━━ Data supplied ━━

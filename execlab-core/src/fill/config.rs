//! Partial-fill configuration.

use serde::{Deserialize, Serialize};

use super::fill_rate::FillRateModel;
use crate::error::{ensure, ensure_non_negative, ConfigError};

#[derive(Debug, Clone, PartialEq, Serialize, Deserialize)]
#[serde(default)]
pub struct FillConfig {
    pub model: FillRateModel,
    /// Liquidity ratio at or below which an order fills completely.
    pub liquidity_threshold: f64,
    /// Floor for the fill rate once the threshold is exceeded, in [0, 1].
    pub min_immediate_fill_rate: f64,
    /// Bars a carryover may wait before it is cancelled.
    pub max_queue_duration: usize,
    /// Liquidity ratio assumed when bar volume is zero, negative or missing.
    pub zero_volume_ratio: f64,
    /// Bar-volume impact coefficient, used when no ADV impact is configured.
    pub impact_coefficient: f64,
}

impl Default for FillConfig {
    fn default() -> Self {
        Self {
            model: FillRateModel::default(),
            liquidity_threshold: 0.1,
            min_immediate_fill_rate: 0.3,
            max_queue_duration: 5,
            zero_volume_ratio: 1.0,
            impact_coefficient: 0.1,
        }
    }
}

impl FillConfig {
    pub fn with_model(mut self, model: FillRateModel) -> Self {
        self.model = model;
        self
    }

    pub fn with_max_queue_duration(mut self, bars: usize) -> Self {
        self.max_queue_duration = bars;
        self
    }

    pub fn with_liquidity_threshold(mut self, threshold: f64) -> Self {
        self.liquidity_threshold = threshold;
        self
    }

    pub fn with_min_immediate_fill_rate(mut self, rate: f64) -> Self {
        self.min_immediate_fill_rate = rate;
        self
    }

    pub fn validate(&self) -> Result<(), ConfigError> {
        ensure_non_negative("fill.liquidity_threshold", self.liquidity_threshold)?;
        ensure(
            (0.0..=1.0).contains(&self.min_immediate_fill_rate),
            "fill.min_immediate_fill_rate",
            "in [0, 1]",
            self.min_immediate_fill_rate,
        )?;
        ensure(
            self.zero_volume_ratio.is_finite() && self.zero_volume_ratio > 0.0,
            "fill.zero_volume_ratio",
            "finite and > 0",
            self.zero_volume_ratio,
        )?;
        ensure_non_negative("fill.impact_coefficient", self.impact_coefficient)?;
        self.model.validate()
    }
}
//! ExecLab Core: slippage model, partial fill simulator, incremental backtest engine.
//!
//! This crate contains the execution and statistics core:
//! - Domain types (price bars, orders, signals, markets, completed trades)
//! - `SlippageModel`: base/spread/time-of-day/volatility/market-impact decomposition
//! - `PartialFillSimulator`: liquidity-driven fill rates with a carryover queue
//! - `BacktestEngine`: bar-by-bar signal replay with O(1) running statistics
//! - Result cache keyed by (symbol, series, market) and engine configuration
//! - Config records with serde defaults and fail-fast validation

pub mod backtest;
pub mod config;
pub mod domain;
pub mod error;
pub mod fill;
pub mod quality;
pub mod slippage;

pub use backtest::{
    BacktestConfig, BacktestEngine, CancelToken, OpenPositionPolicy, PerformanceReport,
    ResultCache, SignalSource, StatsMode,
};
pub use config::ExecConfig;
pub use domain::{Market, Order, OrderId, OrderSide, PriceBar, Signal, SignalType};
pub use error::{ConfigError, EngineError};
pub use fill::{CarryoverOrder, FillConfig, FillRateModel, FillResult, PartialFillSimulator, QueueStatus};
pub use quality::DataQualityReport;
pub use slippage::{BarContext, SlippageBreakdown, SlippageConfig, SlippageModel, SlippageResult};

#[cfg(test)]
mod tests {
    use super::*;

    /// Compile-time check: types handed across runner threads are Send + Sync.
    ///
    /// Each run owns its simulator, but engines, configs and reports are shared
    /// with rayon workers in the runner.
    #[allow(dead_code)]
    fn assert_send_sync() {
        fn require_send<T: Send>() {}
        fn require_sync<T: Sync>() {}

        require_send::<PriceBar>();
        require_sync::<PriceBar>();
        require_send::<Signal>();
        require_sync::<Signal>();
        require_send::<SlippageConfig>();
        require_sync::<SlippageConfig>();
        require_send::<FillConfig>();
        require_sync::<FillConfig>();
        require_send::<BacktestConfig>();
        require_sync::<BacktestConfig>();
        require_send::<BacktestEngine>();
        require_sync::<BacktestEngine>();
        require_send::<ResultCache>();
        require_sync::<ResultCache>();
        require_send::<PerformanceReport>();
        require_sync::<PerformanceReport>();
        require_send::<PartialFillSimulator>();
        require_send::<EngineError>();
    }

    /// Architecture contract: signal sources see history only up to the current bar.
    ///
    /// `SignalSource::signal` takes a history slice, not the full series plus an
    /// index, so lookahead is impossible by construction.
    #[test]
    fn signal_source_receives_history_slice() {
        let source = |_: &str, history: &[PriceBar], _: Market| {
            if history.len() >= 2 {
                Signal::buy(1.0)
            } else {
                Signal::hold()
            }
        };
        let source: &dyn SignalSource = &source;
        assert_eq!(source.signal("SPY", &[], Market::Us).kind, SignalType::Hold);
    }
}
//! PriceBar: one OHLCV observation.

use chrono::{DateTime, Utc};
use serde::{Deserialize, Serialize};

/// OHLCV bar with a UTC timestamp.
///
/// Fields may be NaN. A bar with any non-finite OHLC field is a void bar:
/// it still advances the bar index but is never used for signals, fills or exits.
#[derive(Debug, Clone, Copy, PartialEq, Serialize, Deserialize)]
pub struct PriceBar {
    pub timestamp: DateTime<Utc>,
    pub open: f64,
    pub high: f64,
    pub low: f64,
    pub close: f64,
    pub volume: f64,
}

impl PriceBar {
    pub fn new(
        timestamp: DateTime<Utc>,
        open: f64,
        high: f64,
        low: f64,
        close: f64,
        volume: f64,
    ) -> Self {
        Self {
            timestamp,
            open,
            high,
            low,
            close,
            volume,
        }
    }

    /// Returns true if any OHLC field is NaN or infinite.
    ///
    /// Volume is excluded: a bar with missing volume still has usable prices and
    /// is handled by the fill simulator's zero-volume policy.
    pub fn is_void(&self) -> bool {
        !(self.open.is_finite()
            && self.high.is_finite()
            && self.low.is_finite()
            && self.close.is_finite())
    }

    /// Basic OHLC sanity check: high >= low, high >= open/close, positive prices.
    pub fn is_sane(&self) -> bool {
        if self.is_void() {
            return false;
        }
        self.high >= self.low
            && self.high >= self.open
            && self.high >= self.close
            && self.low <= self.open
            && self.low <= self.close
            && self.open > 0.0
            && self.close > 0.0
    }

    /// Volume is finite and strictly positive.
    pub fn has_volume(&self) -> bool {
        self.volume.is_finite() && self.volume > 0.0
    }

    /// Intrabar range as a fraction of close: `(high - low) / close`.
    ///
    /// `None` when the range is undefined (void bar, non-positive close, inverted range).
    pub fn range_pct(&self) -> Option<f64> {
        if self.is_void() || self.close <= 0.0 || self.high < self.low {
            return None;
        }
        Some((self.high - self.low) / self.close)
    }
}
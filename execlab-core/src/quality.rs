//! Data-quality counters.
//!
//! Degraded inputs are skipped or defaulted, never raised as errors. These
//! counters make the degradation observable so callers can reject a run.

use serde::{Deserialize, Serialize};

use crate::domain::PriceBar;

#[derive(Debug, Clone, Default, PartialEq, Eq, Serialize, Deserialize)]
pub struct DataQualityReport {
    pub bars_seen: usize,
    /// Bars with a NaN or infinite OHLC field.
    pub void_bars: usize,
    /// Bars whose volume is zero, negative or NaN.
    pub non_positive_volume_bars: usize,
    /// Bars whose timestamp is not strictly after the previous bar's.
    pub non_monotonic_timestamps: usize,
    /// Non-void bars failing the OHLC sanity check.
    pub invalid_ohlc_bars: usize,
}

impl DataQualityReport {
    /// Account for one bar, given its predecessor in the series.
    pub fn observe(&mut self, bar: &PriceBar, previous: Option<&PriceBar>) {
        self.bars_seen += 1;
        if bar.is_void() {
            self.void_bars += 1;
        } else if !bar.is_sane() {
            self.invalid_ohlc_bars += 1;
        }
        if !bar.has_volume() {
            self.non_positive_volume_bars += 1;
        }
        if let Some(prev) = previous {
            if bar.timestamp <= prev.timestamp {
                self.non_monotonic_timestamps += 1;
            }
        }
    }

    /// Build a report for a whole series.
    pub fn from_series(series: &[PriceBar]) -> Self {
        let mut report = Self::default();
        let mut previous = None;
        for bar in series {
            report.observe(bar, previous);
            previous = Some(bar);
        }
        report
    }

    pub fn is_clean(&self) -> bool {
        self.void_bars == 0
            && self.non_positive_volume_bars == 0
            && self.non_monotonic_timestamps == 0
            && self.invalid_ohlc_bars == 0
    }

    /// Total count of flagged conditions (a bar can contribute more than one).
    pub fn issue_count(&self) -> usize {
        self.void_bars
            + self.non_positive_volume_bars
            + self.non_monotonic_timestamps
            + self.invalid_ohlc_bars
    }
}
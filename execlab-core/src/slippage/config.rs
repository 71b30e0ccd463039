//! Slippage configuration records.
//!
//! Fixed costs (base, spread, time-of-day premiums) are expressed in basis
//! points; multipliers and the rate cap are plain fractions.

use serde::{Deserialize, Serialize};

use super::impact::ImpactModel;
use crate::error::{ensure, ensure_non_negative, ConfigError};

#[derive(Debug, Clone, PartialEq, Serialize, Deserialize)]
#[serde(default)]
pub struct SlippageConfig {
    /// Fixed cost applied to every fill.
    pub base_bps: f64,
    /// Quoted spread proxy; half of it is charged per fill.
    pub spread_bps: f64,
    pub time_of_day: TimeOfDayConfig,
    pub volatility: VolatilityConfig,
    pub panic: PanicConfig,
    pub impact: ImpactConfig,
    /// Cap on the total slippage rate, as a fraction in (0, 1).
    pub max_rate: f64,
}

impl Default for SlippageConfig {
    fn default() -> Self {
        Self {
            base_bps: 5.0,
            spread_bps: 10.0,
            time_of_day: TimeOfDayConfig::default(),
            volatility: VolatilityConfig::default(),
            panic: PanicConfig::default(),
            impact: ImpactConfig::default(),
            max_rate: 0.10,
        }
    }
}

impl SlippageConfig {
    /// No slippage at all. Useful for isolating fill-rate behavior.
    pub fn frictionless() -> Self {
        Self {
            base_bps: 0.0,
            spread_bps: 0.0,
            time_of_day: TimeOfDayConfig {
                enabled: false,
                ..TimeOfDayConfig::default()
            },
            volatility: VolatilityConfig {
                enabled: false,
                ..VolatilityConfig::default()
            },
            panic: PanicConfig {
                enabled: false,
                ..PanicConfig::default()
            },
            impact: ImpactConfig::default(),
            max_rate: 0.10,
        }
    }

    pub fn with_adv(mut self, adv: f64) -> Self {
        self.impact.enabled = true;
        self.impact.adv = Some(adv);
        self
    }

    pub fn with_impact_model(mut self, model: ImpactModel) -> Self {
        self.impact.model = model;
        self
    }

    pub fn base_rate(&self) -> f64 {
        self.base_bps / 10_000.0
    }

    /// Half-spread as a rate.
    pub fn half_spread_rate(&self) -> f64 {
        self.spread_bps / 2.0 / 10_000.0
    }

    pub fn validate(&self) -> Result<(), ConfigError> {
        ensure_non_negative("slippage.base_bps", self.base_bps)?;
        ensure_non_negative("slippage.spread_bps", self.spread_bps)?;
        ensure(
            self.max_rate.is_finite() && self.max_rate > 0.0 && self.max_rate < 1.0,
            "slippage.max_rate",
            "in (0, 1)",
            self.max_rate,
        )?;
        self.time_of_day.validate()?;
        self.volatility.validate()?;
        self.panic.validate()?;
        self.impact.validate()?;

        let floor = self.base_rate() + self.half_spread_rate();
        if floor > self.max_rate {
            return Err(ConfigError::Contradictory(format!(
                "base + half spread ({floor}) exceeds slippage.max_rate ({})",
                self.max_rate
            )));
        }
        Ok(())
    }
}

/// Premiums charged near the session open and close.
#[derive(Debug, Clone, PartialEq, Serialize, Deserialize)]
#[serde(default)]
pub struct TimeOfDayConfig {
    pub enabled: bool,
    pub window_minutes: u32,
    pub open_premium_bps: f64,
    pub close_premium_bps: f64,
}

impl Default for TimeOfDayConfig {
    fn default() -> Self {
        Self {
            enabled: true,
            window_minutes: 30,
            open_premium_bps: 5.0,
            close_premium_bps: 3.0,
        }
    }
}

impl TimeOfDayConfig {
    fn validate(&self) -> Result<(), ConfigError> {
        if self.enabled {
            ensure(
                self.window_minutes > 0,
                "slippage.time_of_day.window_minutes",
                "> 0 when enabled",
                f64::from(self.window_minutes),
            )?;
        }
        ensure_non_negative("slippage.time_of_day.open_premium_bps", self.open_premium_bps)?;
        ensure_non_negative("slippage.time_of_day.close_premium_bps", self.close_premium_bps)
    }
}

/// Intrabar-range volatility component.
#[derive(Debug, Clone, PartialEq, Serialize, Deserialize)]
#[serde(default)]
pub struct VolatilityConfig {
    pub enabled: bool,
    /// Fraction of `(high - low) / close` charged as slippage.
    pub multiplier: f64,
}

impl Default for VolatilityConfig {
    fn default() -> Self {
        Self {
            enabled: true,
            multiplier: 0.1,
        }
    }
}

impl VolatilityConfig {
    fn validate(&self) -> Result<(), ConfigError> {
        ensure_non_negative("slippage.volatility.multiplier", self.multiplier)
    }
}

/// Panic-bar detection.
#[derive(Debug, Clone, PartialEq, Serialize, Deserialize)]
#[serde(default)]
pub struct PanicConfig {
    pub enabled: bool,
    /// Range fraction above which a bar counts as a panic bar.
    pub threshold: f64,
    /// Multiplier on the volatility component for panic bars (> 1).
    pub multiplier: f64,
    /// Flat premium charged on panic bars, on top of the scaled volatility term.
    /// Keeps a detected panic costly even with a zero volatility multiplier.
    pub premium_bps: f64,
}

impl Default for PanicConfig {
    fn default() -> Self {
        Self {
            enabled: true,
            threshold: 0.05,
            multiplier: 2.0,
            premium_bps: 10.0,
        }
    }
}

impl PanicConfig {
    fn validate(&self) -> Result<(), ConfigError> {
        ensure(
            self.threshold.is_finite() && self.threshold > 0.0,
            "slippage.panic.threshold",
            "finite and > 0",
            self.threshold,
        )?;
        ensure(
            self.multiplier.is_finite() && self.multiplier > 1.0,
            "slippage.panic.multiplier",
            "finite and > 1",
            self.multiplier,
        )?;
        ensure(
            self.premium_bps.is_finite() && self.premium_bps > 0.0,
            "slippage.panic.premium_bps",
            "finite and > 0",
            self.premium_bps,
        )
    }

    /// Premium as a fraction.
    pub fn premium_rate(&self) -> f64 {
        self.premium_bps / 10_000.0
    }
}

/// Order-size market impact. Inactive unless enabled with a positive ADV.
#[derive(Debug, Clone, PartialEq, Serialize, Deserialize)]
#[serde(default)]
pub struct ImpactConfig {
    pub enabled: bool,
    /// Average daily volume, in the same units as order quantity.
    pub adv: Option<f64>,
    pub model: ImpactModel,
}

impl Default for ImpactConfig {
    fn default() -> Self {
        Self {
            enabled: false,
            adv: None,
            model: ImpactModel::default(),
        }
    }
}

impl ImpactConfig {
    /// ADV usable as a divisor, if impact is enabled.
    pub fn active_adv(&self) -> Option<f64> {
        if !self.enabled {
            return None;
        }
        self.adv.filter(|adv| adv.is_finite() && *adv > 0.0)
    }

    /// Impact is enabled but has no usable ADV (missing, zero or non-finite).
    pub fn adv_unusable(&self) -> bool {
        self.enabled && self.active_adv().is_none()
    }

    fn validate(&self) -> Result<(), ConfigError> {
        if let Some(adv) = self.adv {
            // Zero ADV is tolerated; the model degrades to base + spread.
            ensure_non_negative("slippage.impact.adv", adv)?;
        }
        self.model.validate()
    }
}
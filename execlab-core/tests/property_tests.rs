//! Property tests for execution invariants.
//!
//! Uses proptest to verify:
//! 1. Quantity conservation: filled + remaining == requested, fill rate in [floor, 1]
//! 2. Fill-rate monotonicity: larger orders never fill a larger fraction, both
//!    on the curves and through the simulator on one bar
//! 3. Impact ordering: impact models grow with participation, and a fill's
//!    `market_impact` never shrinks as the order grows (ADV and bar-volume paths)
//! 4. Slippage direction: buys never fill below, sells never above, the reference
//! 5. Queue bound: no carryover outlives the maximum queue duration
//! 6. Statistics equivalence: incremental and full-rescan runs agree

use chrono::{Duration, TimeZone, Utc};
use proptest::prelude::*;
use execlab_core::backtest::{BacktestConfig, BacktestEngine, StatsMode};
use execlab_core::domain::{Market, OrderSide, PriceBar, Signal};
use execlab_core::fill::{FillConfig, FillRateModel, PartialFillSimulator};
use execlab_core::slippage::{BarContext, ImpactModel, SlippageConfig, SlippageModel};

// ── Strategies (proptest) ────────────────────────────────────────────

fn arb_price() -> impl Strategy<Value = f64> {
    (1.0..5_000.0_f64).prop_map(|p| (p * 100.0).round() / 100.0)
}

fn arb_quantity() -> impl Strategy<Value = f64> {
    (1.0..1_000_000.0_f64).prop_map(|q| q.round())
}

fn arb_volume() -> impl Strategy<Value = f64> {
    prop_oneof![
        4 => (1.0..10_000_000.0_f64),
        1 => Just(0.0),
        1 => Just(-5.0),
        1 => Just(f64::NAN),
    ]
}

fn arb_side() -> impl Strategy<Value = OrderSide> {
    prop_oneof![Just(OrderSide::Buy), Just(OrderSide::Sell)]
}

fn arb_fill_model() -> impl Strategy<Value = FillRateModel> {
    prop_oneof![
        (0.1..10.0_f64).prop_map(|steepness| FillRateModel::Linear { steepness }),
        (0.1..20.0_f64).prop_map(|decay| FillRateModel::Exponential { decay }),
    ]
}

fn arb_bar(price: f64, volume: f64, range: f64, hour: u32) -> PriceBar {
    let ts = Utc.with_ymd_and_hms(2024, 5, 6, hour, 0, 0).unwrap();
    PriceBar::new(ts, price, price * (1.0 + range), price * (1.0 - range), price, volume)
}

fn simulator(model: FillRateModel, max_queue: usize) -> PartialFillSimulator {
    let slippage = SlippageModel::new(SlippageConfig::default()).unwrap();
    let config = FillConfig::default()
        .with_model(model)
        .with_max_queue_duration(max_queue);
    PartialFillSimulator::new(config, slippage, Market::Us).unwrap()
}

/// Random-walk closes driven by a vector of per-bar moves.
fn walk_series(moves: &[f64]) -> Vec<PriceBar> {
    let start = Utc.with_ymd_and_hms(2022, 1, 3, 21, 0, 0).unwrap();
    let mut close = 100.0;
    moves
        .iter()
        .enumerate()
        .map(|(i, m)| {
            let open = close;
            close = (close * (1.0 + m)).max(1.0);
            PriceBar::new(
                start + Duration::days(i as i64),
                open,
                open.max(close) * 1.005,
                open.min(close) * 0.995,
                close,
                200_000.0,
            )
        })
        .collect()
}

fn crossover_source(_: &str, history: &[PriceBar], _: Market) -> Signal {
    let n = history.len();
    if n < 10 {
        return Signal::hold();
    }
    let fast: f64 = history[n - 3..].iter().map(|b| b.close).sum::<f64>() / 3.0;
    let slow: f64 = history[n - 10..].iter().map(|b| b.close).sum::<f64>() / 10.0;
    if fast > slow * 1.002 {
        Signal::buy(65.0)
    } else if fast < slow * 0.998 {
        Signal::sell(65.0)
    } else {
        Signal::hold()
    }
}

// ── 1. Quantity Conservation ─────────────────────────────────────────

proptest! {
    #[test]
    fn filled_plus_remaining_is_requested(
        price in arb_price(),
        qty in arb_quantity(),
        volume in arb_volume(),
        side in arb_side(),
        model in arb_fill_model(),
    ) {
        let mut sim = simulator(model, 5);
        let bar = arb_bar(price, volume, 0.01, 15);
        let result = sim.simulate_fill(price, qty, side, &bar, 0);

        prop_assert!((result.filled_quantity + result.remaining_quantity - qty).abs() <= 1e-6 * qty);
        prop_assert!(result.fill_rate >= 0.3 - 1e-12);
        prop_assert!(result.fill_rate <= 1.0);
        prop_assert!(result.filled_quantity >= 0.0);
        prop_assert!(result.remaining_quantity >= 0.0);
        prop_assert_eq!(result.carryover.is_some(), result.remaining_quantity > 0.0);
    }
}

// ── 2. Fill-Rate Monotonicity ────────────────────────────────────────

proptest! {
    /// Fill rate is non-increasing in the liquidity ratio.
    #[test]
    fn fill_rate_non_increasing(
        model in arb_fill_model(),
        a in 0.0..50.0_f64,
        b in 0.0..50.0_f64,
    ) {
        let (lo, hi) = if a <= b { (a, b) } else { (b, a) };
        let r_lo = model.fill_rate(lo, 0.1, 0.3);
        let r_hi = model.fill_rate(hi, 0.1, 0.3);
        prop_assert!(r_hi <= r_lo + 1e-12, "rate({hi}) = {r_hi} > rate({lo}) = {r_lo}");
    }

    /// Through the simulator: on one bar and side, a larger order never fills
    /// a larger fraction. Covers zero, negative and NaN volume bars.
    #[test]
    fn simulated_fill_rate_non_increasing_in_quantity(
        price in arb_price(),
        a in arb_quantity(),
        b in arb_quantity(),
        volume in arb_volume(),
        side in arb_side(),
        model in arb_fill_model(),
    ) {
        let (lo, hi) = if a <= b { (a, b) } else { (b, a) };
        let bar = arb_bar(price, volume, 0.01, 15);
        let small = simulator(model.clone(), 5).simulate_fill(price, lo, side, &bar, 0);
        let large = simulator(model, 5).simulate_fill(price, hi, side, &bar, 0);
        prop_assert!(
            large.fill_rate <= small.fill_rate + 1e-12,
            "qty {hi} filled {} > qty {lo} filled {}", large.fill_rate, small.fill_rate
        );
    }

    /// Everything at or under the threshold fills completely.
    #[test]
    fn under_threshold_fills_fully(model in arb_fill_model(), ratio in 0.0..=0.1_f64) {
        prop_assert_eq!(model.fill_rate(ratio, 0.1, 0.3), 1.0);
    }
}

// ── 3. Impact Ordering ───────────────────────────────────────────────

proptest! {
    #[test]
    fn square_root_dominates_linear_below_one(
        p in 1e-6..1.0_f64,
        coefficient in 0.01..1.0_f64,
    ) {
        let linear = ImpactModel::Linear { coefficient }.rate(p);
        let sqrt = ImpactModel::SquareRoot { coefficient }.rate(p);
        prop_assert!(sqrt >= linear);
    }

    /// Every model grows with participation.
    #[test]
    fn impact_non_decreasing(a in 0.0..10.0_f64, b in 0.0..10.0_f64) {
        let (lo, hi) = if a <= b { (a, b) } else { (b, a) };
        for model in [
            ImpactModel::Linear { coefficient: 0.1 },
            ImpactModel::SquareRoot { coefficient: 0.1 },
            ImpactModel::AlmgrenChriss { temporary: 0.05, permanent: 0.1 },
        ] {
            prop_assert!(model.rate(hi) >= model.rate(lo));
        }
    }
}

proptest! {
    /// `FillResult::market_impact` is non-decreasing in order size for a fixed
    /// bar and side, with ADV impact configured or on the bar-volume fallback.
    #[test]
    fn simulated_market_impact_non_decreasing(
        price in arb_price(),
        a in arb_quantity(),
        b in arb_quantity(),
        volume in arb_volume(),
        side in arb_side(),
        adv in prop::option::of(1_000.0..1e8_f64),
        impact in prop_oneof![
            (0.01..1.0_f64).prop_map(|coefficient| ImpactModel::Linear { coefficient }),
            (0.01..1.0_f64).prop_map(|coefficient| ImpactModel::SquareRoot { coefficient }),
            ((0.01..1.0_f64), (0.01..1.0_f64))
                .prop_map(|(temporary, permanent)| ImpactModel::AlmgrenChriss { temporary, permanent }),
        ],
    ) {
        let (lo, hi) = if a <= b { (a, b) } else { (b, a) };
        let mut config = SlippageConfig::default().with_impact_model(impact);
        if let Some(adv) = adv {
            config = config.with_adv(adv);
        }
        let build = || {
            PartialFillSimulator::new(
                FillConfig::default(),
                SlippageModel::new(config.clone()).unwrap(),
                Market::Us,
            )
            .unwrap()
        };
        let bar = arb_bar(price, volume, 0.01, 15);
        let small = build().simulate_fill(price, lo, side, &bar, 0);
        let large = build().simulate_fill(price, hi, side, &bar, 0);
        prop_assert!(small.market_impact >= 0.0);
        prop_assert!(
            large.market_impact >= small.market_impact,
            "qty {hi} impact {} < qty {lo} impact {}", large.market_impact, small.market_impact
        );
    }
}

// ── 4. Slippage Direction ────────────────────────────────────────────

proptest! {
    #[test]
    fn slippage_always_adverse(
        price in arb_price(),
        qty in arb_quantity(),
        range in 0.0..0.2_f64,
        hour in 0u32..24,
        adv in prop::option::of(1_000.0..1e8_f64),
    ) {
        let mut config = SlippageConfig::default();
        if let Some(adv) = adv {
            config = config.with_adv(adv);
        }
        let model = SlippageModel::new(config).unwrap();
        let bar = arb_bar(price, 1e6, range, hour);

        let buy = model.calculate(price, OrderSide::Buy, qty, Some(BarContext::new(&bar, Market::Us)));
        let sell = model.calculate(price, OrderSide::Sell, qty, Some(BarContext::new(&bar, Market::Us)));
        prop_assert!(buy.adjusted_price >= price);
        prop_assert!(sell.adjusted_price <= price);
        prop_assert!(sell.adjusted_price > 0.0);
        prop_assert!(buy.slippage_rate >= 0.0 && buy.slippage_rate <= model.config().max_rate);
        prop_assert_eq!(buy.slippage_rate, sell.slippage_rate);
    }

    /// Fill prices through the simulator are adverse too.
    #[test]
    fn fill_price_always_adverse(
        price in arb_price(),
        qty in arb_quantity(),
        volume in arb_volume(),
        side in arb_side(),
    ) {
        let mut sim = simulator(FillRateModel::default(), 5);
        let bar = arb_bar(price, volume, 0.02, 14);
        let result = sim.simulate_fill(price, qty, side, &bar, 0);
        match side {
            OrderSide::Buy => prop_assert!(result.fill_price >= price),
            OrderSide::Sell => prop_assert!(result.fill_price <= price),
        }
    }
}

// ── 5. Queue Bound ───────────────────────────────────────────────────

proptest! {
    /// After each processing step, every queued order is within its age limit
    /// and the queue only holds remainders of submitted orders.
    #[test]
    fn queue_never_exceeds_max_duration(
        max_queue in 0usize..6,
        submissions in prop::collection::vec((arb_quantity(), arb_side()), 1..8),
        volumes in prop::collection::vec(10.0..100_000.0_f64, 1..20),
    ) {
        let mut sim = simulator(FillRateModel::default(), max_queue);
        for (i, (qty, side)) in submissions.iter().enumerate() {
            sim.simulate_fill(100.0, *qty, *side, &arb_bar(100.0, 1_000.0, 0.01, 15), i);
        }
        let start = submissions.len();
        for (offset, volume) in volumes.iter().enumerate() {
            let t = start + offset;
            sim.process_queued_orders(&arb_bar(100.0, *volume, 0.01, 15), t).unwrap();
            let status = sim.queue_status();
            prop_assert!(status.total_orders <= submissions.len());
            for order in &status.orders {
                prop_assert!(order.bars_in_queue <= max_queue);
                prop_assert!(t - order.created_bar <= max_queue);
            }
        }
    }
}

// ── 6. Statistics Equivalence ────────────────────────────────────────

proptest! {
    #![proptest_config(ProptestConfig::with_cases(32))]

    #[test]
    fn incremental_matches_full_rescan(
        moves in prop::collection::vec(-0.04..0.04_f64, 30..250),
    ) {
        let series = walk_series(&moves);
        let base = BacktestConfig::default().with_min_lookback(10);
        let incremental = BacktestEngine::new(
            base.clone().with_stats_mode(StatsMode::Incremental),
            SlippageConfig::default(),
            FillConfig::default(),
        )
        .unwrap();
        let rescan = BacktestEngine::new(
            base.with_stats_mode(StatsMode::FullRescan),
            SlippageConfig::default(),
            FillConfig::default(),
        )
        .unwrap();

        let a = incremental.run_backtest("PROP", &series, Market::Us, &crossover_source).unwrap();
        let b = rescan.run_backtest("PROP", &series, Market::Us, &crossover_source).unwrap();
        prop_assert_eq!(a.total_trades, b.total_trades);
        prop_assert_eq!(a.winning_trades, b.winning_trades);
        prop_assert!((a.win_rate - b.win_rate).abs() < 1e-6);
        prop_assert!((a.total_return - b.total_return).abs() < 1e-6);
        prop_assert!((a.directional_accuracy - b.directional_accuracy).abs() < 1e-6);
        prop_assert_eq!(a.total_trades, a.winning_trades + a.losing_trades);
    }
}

━━━

- What you need to do -
Using the records, report how many lines contain the word "FillResult", adding no other text.

- Answer below -
2